The default persistence layer is RocksDB. Several parameters have a massive impact on performance:
disable_waloption: If set to true, the WAL will be in-memory only, significantly increasing the capacity of a node to absorb write spikes, at the cost of durability.
threadsoption: Increasing the number of threads can speed-up RocksDB compaction
Persistence cache: You can use a local disk as a cache of remote disk to speed up reads.
The caching size of RocksDB has a limited impact on performance. That is because the QuasarDB cache that sits on top of RocksDB significantly reduces its importance.
Traditionally, in a Relational DataBase Management System (RDBMS), you would want to limit the number of tables in the database.
However, QuasarDB has unique mechanisms that enable you to have thousands of tables.
Higher write performance
Higher read performance
Higher ASOF join performance
Faster WHERE clause
Potentially better compression
Before 3.10, slower to read all the data from many tables than from a single table.
Some joins may be slower
For more information, see managing tables.

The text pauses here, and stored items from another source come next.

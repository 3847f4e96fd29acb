use std::net::SocketAddr;
use std::process;

use clap::{Parser, Subcommand};
use tracing_subscriber::{fmt, EnvFilter};
use tracing_subscriber::layer::SubscriberExt;
use tracing_subscriber::util::SubscriberInitExt;

use usuarios::api::{self, UsuariosClient};
use usuarios::config::{self, Settings, DEFAULT_HOST, DEFAULT_PORT};
use usuarios::directory::{DeleteOutcome, SubmitOutcome, UserDirectoryController};
use usuarios::models::{DraftField, UserId};
use usuarios::notify::{AutoConfirm, TerminalConfirm, TerminalNotifier};
use usuarios::render::{render_draft, render_records};
use usuarios::web::{build_app, AppState};

type CliController = UserDirectoryController<UsuariosClient, TerminalNotifier>;

#[derive(Parser)]
#[command(
    name = "usuarios",
    author,
    version,
    about = "Manage the people registered in a user directory backend",
    long_about = r#"usuarios: create, edit, list and delete user records held by a REST backend.

The backend is reached at API_BASE_URL (default http://localhost:8081) under /api/usuarios.
Run without a subcommand to serve the web screen.

Examples:
  1) Serve the screen:
      usuarios serve --host 127.0.0.1 --port 8080
  2) Work from the terminal:
      usuarios list
      usuarios add "Ana Gomez" ana@x.com 5551234
      usuarios edit 1 --phone 5550000
      usuarios delete 1
"#,
    after_help = "Use `usuarios <subcommand> --help` to get subcommand specific options and usage examples."
)]
struct Cli {
    #[command(subcommand)]
    command: Option<Commands>,
    /// Disable colorized output
    #[arg(long, global = true)]
    no_color: bool,
    /// Disable request/response logging
    #[arg(long, global = true)]
    silent: bool,
    /// Backend base URL (overrides API_BASE_URL)
    #[arg(long, global = true)]
    api_url: Option<String>,
    /// Keep the form values when a save fails and report connection errors
    #[arg(long, global = true)]
    strict: bool,
    /// Path to .env file
    #[arg(long, global = true)]
    env_file: Option<String>,
}

#[derive(Subcommand)]
enum Commands {
    /// Start the web screen
    Serve {
        /// Host to bind to
        #[arg(long, default_value_t = String::from(DEFAULT_HOST))]
        host: String,
        /// Port to bind to
        #[arg(long, default_value_t = DEFAULT_PORT)]
        port: u16,
    },
    #[command(about = "List users", long_about = "Fetch the full collection from the backend and print it as a table.")]
    List,
    #[command(about = "Create a user", long_about = "Fill a new form with the given values and submit it. All three values are required.")]
    Add {
        full_name: String,
        email: String,
        phone: String,
    },
    #[command(about = "Edit a user", long_about = "Load the user from the backend, replace the given fields and submit the update.")]
    Edit {
        id: i64,
        #[arg(long)]
        full_name: Option<String>,
        #[arg(long)]
        email: Option<String>,
        #[arg(long)]
        phone: Option<String>,
    },
    #[command(about = "Delete a user", long_about = "Delete a user after confirmation. Use --yes to skip the prompt.")]
    Delete {
        id: i64,
        /// Do not ask for confirmation
        #[arg(long, short = 'y')]
        yes: bool,
    },
    #[command(about = "Validate configuration and ensure API connectivity.", long_about = "Print the resolved configuration and fetch the user list once to verify the backend answers.")]
    CheckConfig,
}

fn print_records(controller: &CliController) {
    println!("\n{}\n", render_records(controller.records()));
}

fn exit_unless_saved(outcome: SubmitOutcome) {
    if outcome != SubmitOutcome::Saved {
        process::exit(1);
    }
}

async fn start_server(state: AppState, host: &str, port: u16) {
    let addr: SocketAddr = match format!("{}:{}", host, port).parse() {
        Ok(a) => a,
        Err(e) => {
            tracing::error!(%e, "Invalid host/port format");
            eprintln!("{}: {}", yansi::Paint::red("Invalid host/port format"), e);
            process::exit(1);
        }
    };
    let app = build_app(state);
    tracing::info!(%addr, "Starting user directory screen");
    println!(
        "{} {}",
        yansi::Paint::new("Web server running on").green(),
        yansi::Paint::new(format!("http://{}", addr)).cyan()
    );
    match tokio::net::TcpListener::bind(addr).await {
        Ok(listener) => {
            if let Err(e) = axum::serve(listener, app).await {
                tracing::error!(%e, "Server encountered an error while running");
                eprintln!("{}: {}", yansi::Paint::new("Server error").red(), e);
                process::exit(1);
            }
        }
        Err(e) => {
            tracing::error!(%e, "Failed to bind to address; is the port already in use?");
            eprintln!(
                "{}: {}\n{}",
                yansi::Paint::new(format!("Failed to bind to {}", addr)).red(),
                e,
                yansi::Paint::new(
                    "Please stop any process using this port, or start the server with a different --port value."
                )
                .yellow()
            );
            process::exit(1);
        }
    }
}

#[tokio::main]
async fn main() {
    tracing_subscriber::registry()
        .with(fmt::layer())
        .with(EnvFilter::from_default_env())
        .init();

    let cli = Cli::parse();

    if cli.no_color {
        yansi::whenever(yansi::Condition::NEVER);
    }

    if cli.silent {
        api::set_silent(true);
    }

    config::load_env_file(cli.env_file.as_deref());
    let settings = Settings::from_env().with_overrides(cli.api_url.as_deref(), cli.strict);

    let http = match api::build_http_client(settings.request_timeout) {
        Ok(c) => c,
        Err(e) => {
            eprintln!("{}: {}", yansi::Paint::new("Failed to create HTTP client").red(), e);
            process::exit(1);
        }
    };
    let backend = UsuariosClient::new(http, settings.api_base_url.clone());

    let command = cli.command.unwrap_or(Commands::Serve {
        host: DEFAULT_HOST.to_string(),
        port: DEFAULT_PORT,
    });

    if let Commands::Serve { host, port } = command {
        start_server(AppState::new(backend, settings.error_policy), &host, port).await;
        return;
    }

    let mut controller =
        UserDirectoryController::new(backend, TerminalNotifier).with_policy(settings.error_policy);

    match command {
        // Served above.
        Commands::Serve { .. } => {}
        Commands::List => {
            controller.refresh().await;
            print_records(&controller);
        }
        Commands::Add { full_name, email, phone } => {
            controller.update_draft_field(DraftField::FullName, full_name);
            controller.update_draft_field(DraftField::Email, email);
            controller.update_draft_field(DraftField::PhoneNumber, phone);
            let outcome = controller.submit_draft().await;
            print_records(&controller);
            exit_unless_saved(outcome);
        }
        Commands::Edit { id, full_name, email, phone } => {
            if let Err(e) = controller.try_refresh().await {
                eprintln!("{}: {}", yansi::Paint::new("Failed to load users").red(), e);
                process::exit(1);
            }
            if let Err(e) = controller.begin_edit_by_id(UserId(id)) {
                eprintln!("{}", yansi::Paint::new(e.to_string()).red());
                process::exit(1);
            }
            let overrides = [
                (DraftField::FullName, full_name),
                (DraftField::Email, email),
                (DraftField::PhoneNumber, phone),
            ];
            for (field, value) in overrides {
                if let Some(v) = value {
                    controller.update_draft_field(field, v);
                }
            }
            println!("{}", render_draft(controller.draft()));
            let outcome = controller.submit_draft().await;
            print_records(&controller);
            exit_unless_saved(outcome);
        }
        Commands::Delete { id, yes } => {
            let outcome = if yes {
                controller.request_delete(UserId(id), &mut AutoConfirm(true)).await
            } else {
                controller.request_delete(UserId(id), &mut TerminalConfirm).await
            };
            match outcome {
                DeleteOutcome::Declined => {
                    println!("{}", yansi::Paint::new("Nothing deleted").dim())
                }
                DeleteOutcome::Sent => print_records(&controller),
                DeleteOutcome::Unreachable => {
                    eprintln!("{}", yansi::Paint::new("Could not reach the backend").red());
                    process::exit(1);
                }
            }
        }
        Commands::CheckConfig => {
            println!("API base URL: {}", yansi::Paint::new(&settings.api_base_url).cyan());
            println!("Error policy: {:?}", settings.error_policy);
            println!("Request timeout: {}s", settings.request_timeout.as_secs());
            match controller.try_refresh().await {
                Ok(count) => {
                    let summary = format!("Configuration looks valid ({} users returned)", count);
                    println!("{}", yansi::Paint::new(summary).green());
                }
                Err(e) => {
                    let label = yansi::Paint::new("Configuration appears invalid").red();
                    eprintln!("{}: {}", label, e);
                    process::exit(1);
                }
            }
        }
    }
}
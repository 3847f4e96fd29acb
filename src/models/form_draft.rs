use serde::{Deserialize, Serialize};

use super::user_record::{UserId, UserPayload, UserRecord};

/// One of the three editable fields of a user.
#[derive(Debug, Clone, Copy, PartialEq, Eq, Serialize, Deserialize)]
#[serde(rename_all = "snake_case")]
pub enum DraftField {
    FullName,
    Email,
    PhoneNumber,
}

impl DraftField {
    pub const ALL: [DraftField; 3] =
        [DraftField::FullName, DraftField::Email, DraftField::PhoneNumber];

    /// Accepts the wire name as well as the snake/camel case English names.
    pub fn parse(s: &str) -> Option<Self> {
        match s {
            "nombreCompleto" | "full_name" | "fullName" => Some(Self::FullName),
            "correoElectronico" | "email" => Some(Self::Email),
            "numeroTelefono" | "phone_number" | "phoneNumber" => Some(Self::PhoneNumber),
            _ => None,
        }
    }

    pub fn wire_name(&self) -> &'static str {
        match self {
            Self::FullName => "nombreCompleto",
            Self::Email => "correoElectronico",
            Self::PhoneNumber => "numeroTelefono",
        }
    }

    pub fn label(&self) -> &'static str {
        match self {
            Self::FullName => "Full name",
            Self::Email => "Email",
            Self::PhoneNumber => "Phone number",
        }
    }
}

/// In-progress form values. `edit_target_id` decides whether a submit
/// creates a new record or updates an existing one.
#[derive(Debug, Clone, Default, PartialEq, Eq)]
pub struct FormDraft {
    pub full_name: String,
    pub email: String,
    pub phone_number: String,
    pub edit_target_id: Option<UserId>,
}

impl FormDraft {
    pub fn from_record(record: &UserRecord) -> Self {
        Self {
            full_name: record.full_name.clone(),
            email: record.email.clone(),
            phone_number: record.phone_number.clone(),
            edit_target_id: Some(record.id),
        }
    }

    pub fn field(&self, field: DraftField) -> &str {
        match field {
            DraftField::FullName => &self.full_name,
            DraftField::Email => &self.email,
            DraftField::PhoneNumber => &self.phone_number,
        }
    }

    pub fn set(&mut self, field: DraftField, value: String) {
        match field {
            DraftField::FullName => self.full_name = value,
            DraftField::Email => self.email = value,
            DraftField::PhoneNumber => self.phone_number = value,
        }
    }

    /// Literal emptiness only: a field holding whitespace counts as filled.
    pub fn is_complete(&self) -> bool {
        DraftField::ALL.iter().all(|f| !self.field(*f).is_empty())
    }

    /// True when none of the three fields holds a value.
    pub fn is_blank(&self) -> bool {
        DraftField::ALL.iter().all(|f| self.field(*f).is_empty())
    }

    /// Empties the three fields. The edit target is left alone.
    pub fn clear_fields(&mut self) {
        self.full_name.clear();
        self.email.clear();
        self.phone_number.clear();
    }

    pub fn to_payload(&self) -> UserPayload {
        UserPayload {
            full_name: self.full_name.clone(),
            email: self.email.clone(),
            phone_number: self.phone_number.clone(),
        }
    }
}

#[cfg(test)]
mod tests {
    use super::*;

    #[test]
    fn field_names_round_trip_through_parse() {
        for field in DraftField::ALL {
            assert_eq!(DraftField::parse(field.wire_name()), Some(field));
        }
        assert_eq!(DraftField::parse("fullName"), Some(DraftField::FullName));
        assert_eq!(DraftField::parse("id"), None);
    }

    #[test]
    fn clear_fields_keeps_edit_target() {
        let mut draft = FormDraft {
            full_name: "Ana".into(),
            email: "a@x.com".into(),
            phone_number: "1".into(),
            edit_target_id: Some(UserId(1)),
        };
        assert!(draft.is_complete());
        draft.clear_fields();
        assert!(draft.is_blank());
        assert_eq!(draft.edit_target_id, Some(UserId(1)));
    }
}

When possible, it is recommended to use integers or floats for data types. Compared to strings or blobs, these types are:
More compact: they use less memory and disk space
Have dedicated, high-performance compression algorithms
Have optimized SIMD aggregation functions
A faster scan speed which means faster WHERE clause execution
Starting with QuasarDB 3.10, QuasarDB supports a dynamic symbol table that is an excellent replacement for strings and blobs without the hassle of manually handling a mapping table.
When loading a CSV (or a TSV) into QuasarDB, we strongly recommend using Railgun.
The bottleneck is reading the file, not writing it into QuasarDB. Railgun has been heavily optimized to deliver optimal performance.
While Railgun can load unsorted files, it greatly increases performance if the file is sorted by the primary timestamp.
An experimental version of Railgun for parquet files is available upon request.
For more information, see the railgun documentation.
The Batch API solves a lot of headaches related to efficiently loading data into QuasarDB and is the best choice when writing custom loaders.
When writing to multiple tables at once, using the “pin column” API is recommended for optimal performance.
When you run a query, QuasarDB splits it into sub-queries and run it on all relevant nodes of the cluster. This process is transparent.
If you are not satisfied with the speed at which your query is running, you need to find out where you spend most of your time.
Is it in the client or on the server? If it is on the server, where is it?
Enabling performance profiling in the server and the shell will give you a comprehensive overview.
If you have identified the server’s bottleneck, go through or list recommendations for server processing.
If the bottleneck is on the client-side, ensure custom code is not the cause.
Your solutions architect will be happy to help you debug your performance problem.
Avoid creating and destroying handles. Keep your handles long-lived. Creating a handle and establishing a connection to the cluster is a very expensive operation.
By default, the client API uses a buffer size of 128 MiB. Increasing the buffer size can improve performance if you intend to have large replies.
Starting with 3.10, the client API can dynamically multi-thread sub queries to leverage the parallel architecture of QuasarDB.
Before that, each sub-query would be run in sequence on a single thread. That could result in a very long-running query despite a low CPU usage on the cluster.